Go through the data line by line. Copy each one holding the string "CadKernel".

═════ WORKING DATA ═════

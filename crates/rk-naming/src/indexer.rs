//! Topology Indexer
//!
//! Canonical, zero-based ordering of the faces and edges of a solid.
//!
//! Faces follow the kernel's shell traversal. Edges are re-derived by walking
//! each face's boundary loop in face order (first visit wins), so the edge
//! order does not depend on how the kernel stores its edges. All lookups use
//! handle identity, never geometric equality.

use std::collections::HashMap;

use glam::Vec3;
use rk_cad::{CadKernel, EdgeId, EdgeInfo, EntityRef, FaceId, FaceInfo, Solid};

use crate::shape_id::ShapeKind;

/// A face or edge of a solid, with its geometric descriptor
#[derive(Debug, Clone)]
pub enum Entity {
    Face(FaceInfo),
    Edge(EdgeInfo),
}

impl Entity {
    /// Kernel handle of the entity
    pub fn handle(&self) -> EntityRef {
        match self {
            Entity::Face(face) => EntityRef::Face(face.id),
            Entity::Edge(edge) => EntityRef::Edge(edge.id),
        }
    }

    pub fn kind(&self) -> ShapeKind {
        match self {
            Entity::Face(_) => ShapeKind::Face,
            Entity::Edge(_) => ShapeKind::Edge,
        }
    }

    pub fn center(&self) -> Vec3 {
        match self {
            Entity::Face(face) => face.center,
            Entity::Edge(edge) => edge.midpoint,
        }
    }

    /// Check if both denote the same kernel entity instance
    pub fn is_same(&self, other: &Entity) -> bool {
        self.handle() == other.handle()
    }
}

/// Canonical index over the topology of one solid
#[derive(Debug, Clone, Default)]
pub struct TopologyIndex {
    solid: Option<Solid>,
    faces: Vec<FaceInfo>,
    edges: Vec<EdgeInfo>,
    face_slots: HashMap<FaceId, usize>,
    edge_slots: HashMap<EdgeId, usize>,
}

impl TopologyIndex {
    /// Index the topology of `solid`
    ///
    /// Never fails: a kernel error yields an empty index.
    pub fn build(kernel: &dyn CadKernel, solid: &Solid) -> Self {
        let faces = match kernel.get_faces(solid) {
            Ok(faces) => faces,
            Err(e) => {
                tracing::debug!("Cannot index faces of solid {}: {}", solid.id, e);
                return Self::default();
            }
        };
        let stored_edges = match kernel.get_edges(solid) {
            Ok(edges) => edges,
            Err(e) => {
                tracing::debug!("Cannot index edges of solid {}: {}", solid.id, e);
                return Self::default();
            }
        };
        let by_handle: HashMap<EdgeId, &EdgeInfo> =
            stored_edges.iter().map(|edge| (edge.id, edge)).collect();

        let mut edges = Vec::with_capacity(stored_edges.len());
        let mut edge_slots = HashMap::with_capacity(stored_edges.len());
        for face in &faces {
            let loop_edges = kernel.face_edges(solid, face.id).unwrap_or_else(|e| {
                tracing::debug!("Cannot walk boundary of face {}: {}", face.id.index, e);
                Vec::new()
            });
            for edge_id in loop_edges {
                if !edge_slots.contains_key(&edge_id)
                    && let Some(edge) = by_handle.get(&edge_id)
                {
                    edge_slots.insert(edge_id, edges.len());
                    edges.push((*edge).clone());
                }
            }
        }
        // Edges not bounding any face keep storage order after the rest
        for edge in &stored_edges {
            if !edge_slots.contains_key(&edge.id) {
                edge_slots.insert(edge.id, edges.len());
                edges.push(edge.clone());
            }
        }

        let face_slots = faces
            .iter()
            .enumerate()
            .map(|(i, face)| (face.id, i))
            .collect();

        Self {
            solid: Some(*solid),
            faces,
            edges,
            face_slots,
            edge_slots,
        }
    }

    /// The indexed solid, if any
    pub fn solid(&self) -> Option<Solid> {
        self.solid
    }

    pub fn faces(&self) -> &[FaceInfo] {
        &self.faces
    }

    pub fn edges(&self) -> &[EdgeInfo] {
        &self.edges
    }

    /// Number of entities of `kind`
    pub fn len(&self, kind: ShapeKind) -> usize {
        match kind {
            ShapeKind::Face => self.faces.len(),
            ShapeKind::Edge => self.edges.len(),
        }
    }

    pub fn is_empty(&self) -> bool {
        self.faces.is_empty() && self.edges.is_empty()
    }

    pub fn face_at(&self, index: usize) -> Option<&FaceInfo> {
        self.faces.get(index)
    }

    pub fn edge_at(&self, index: usize) -> Option<&EdgeInfo> {
        self.edges.get(index)
    }

    /// Entity at a canonical index, `None` when out of range
    pub fn entity_at(&self, kind: ShapeKind, index: usize) -> Option<Entity> {
        match kind {
            ShapeKind::Face => self.face_at(index).cloned().map(Entity::Face),
            ShapeKind::Edge => self.edge_at(index).cloned().map(Entity::Edge),
        }
    }

    pub fn index_of_face(&self, face: FaceId) -> Option<usize> {
        self.face_slots.get(&face).copied()
    }

    pub fn index_of_edge(&self, edge: EdgeId) -> Option<usize> {
        self.edge_slots.get(&edge).copied()
    }

    /// Canonical index of a handle, `None` if it is not part of this solid
    pub fn index_of(&self, handle: EntityRef) -> Option<usize> {
        match handle {
            EntityRef::Face(face) => self.index_of_face(face),
            EntityRef::Edge(edge) => self.index_of_edge(edge),
        }
    }

    pub fn contains(&self, handle: EntityRef) -> bool {
        self.index_of(handle).is_some()
    }

    /// All entities of `kind` in canonical order
    pub fn entities(&self, kind: ShapeKind) -> Vec<Entity> {
        match kind {
            ShapeKind::Face => self.faces.iter().cloned().map(Entity::Face).collect(),
            ShapeKind::Edge => self.edges.iter().cloned().map(Entity::Edge).collect(),
        }
    }
}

═════

→ WRITTEN RESPONSE
use rk_cad::{CadKernel, EdgeId, EdgeInfo, EntityRef, FaceId, FaceInfo, Solid};
    pub fn build(kernel: &dyn CadKernel, solid: &Solid) -> Self {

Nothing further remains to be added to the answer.